### PROBLEM REQUIREMENTS
Going through the material below, please gather all lines with the word "impl" in them.

### MATERIAL FOR THE TASK

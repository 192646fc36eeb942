//! Error types for SQL Server sessions.
//!
//! Errors are categorized so callers can tell a statement that failed
//! because its target does not exist apart from every other failure.

use thiserror::Error;

/// SQL Server error numbers that mean "the addressed object is not there".
///
/// - 911: database does not exist
/// - 3701: cannot drop the object because it does not exist
/// - 4060: cannot open database requested by the login
/// - 15007: not a valid login or no permission
/// - 15008: user does not exist in the current database
/// - 15151: cannot find the login/user/object
const MISSING_OBJECT_NUMBERS: &[u32] = &[911, 3701, 4060, 15007, 15008, 15151];

/// SQL Server error numbers raised when creating something that exists.
///
/// - 1801: database already exists
/// - 2714: object (schema) already exists
/// - 15023: user or role already exists in the current database
/// - 15025: server principal already exists
const ALREADY_EXISTS_NUMBERS: &[u32] = &[1801, 2714, 15023, 15025];

/// Categories of session errors.
#[derive(Debug, Clone, Copy, PartialEq, Eq)]
pub enum ErrorCategory {
    /// Could not reach or authenticate against the server
    Connection,
    /// The addressed object does not exist
    Missing,
    /// The object to create is already there
    AlreadyExists,
    /// Permission denied
    Permission,
    /// Any other server or protocol error
    Other,
}

impl ErrorCategory {
    /// Whether a destructive statement may treat this error as "already gone".
    pub fn is_missing(&self) -> bool {
        matches!(self, Self::Missing)
    }

    /// Get a user-friendly description of this error category.
    pub fn description(&self) -> &'static str {
        match self {
            Self::Connection => "Could not connect to the server",
            Self::Missing => "Object does not exist",
            Self::AlreadyExists => "Object already exists",
            Self::Permission => "Permission denied",
            Self::Other => "Unexpected error",
        }
    }

    /// Classify a SQL Server error number.
    pub fn from_number(number: u32) -> Self {
        if MISSING_OBJECT_NUMBERS.contains(&number) {
            Self::Missing
        } else if ALREADY_EXISTS_NUMBERS.contains(&number) {
            Self::AlreadyExists
        } else if matches!(number, 229 | 230 | 262 | 300 | 15247) {
            Self::Permission
        } else {
            Self::Other
        }
    }
}

/// Errors that can occur while talking to SQL Server.
#[derive(Debug, Error)]
pub enum Error {
    /// The connection could not be established
    #[error("failed to connect: {message}")]
    Connection {
        /// Driver or socket error text
        message: String,
    },

    /// The server rejected a statement
    #[error("{number}:{message}")]
    Server {
        /// SQL Server error number
        number: u32,
        /// Server message text
        message: String,
    },

    /// Protocol, TLS or conversion error reported by the driver
    #[error("driver error: {0}")]
    Driver(String),

    /// The session was used after it was closed
    #[error("session is closed")]
    Closed,

    /// IO error
    #[error("IO error: {0}")]
    Io(#[from] std::io::Error),
}

impl Error {
    /// Build a server error from its number and message.
    pub fn server(number: u32, message: impl Into<String>) -> Self {
        Self::Server {
            number,
            message: message.into(),
        }
    }

    /// Get the error category.
    pub fn category(&self) -> ErrorCategory {
        match self {
            Error::Connection { .. } | Error::Io(_) => ErrorCategory::Connection,
            Error::Server { number, .. } => ErrorCategory::from_number(*number),
            Error::Driver(_) | Error::Closed => ErrorCategory::Other,
        }
    }

    /// Whether the error means the addressed object does not exist.
    pub fn is_missing(&self) -> bool {
        self.category().is_missing()
    }

    /// Human-readable reason: `<number>:<message>` for server errors.
    pub fn reason(&self) -> String {
        self.to_string()
    }
}

impl From<tiberius::error::Error> for Error {
    fn from(err: tiberius::error::Error) -> Self {
        match err {
            tiberius::error::Error::Server(token) => Self::Server {
                number: token.code(),
                message: token.message().to_string(),
            },
            tiberius::error::Error::Io { kind, message } => Self::Connection {
                message: format!("{kind:?}: {message}"),
            },
            other => Self::Driver(other.to_string()),
        }
    }
}

/// Result type for session operations.
pub type Result<T> = std::result::Result<T, Error>;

### RESULT
impl ErrorCategory {
impl Error {
    pub fn server(number: u32, message: impl Into<String>) -> Self {
impl From<tiberius::error::Error> for Error {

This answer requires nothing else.